### ACTIVITY
Using the listing below, print exactly everything from the line with "filename src/pipeline/mod.rs" down to the line with "pub use stream::StreamingIngestor;", both included, and nothing more.
==========
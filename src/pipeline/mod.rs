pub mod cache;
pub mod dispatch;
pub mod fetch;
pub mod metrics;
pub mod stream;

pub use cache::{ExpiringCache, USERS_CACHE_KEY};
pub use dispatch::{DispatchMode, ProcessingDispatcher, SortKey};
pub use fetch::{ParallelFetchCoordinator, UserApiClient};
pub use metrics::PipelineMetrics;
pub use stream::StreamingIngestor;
==========
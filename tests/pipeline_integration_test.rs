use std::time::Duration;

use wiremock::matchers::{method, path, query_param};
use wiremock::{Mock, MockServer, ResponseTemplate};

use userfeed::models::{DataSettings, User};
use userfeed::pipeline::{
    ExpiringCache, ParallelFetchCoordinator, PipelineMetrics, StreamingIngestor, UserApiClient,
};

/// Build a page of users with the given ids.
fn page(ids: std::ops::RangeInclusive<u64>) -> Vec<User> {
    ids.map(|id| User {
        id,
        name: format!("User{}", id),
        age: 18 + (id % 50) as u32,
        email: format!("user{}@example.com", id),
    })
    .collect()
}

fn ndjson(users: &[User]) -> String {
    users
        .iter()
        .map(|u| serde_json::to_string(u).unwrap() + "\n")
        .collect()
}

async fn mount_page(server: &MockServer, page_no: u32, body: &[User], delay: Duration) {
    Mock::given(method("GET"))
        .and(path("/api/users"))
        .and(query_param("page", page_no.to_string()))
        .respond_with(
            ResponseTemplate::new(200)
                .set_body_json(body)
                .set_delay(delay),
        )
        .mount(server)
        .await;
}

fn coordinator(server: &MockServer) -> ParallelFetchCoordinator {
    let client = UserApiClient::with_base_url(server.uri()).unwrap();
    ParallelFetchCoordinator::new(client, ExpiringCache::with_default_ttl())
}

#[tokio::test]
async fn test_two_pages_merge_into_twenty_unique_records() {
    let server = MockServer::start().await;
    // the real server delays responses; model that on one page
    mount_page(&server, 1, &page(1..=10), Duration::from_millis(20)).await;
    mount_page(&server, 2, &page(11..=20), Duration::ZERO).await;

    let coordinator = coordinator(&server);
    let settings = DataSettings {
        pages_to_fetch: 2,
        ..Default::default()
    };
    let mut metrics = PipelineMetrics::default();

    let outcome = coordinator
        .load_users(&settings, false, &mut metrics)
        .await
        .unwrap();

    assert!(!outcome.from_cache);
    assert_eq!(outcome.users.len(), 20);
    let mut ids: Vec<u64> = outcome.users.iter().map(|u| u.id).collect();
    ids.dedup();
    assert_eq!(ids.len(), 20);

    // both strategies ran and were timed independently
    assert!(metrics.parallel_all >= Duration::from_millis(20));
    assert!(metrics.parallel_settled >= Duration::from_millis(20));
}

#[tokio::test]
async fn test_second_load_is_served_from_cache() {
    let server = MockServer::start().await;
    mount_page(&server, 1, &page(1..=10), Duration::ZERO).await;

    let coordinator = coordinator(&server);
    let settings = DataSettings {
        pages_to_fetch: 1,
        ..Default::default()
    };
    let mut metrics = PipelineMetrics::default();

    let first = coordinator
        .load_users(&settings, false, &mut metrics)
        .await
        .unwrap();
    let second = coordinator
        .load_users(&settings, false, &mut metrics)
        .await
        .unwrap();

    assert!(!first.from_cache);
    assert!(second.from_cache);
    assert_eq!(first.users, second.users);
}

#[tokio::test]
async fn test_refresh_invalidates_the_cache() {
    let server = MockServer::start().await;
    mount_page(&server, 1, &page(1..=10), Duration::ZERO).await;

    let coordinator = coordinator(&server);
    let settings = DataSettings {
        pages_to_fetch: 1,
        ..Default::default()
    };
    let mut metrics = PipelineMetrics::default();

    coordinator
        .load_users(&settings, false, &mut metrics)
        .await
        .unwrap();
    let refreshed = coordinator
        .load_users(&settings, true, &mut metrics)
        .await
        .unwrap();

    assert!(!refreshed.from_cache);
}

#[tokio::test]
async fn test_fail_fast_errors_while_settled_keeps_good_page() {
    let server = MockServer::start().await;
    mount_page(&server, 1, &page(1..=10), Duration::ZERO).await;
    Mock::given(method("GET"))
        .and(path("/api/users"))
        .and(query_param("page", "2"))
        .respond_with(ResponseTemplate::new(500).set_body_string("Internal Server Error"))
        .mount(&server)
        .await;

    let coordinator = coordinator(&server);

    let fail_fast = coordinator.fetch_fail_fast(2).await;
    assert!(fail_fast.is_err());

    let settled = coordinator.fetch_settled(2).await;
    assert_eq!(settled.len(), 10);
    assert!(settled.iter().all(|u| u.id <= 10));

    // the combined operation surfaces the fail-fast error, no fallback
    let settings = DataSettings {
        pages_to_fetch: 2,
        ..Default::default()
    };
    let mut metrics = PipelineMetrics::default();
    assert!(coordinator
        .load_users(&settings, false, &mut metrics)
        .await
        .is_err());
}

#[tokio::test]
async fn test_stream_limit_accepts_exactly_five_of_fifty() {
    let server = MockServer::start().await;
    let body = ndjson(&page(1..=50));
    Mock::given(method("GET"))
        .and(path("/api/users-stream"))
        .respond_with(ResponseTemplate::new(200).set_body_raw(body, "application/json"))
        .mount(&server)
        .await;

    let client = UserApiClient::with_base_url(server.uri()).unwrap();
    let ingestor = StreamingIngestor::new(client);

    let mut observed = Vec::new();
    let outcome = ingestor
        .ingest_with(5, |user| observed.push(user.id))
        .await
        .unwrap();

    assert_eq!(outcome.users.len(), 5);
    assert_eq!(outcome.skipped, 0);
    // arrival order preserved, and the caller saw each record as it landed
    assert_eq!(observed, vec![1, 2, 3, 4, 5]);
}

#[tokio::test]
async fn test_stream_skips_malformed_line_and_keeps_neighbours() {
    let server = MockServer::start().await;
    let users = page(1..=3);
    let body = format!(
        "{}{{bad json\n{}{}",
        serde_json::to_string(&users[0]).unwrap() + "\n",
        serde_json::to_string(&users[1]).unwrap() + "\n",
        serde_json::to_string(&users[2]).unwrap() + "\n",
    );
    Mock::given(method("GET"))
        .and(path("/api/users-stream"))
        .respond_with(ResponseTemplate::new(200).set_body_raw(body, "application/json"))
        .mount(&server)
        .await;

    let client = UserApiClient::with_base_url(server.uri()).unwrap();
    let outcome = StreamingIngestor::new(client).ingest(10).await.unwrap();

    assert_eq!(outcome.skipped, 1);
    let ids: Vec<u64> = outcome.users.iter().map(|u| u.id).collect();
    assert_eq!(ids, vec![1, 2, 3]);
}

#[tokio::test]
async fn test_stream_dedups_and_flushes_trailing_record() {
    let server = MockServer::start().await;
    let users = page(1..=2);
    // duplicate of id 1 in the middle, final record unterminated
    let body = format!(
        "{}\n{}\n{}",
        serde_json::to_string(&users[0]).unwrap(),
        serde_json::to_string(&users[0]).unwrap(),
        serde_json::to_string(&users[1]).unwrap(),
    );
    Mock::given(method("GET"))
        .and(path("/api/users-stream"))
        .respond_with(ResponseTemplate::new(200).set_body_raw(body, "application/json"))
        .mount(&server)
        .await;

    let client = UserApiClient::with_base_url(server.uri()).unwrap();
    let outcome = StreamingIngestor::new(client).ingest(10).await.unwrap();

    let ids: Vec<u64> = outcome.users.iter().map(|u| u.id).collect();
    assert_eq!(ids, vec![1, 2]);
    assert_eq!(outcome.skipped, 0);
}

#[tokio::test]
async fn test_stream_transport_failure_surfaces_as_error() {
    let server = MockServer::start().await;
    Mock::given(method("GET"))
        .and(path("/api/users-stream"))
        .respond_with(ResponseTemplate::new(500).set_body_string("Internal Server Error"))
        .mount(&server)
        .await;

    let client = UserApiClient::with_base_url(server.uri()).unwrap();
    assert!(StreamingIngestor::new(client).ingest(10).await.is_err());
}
==========
### TASK RESULT
filename src/pipeline/mod.rs
pub mod cache;
pub mod dispatch;
pub mod fetch;
pub mod metrics;
pub mod stream;

pub use cache::{ExpiringCache, USERS_CACHE_KEY};
pub use dispatch::{DispatchMode, ProcessingDispatcher, SortKey};
pub use fetch::{ParallelFetchCoordinator, UserApiClient};
pub use metrics::PipelineMetrics;
pub use stream::StreamingIngestor;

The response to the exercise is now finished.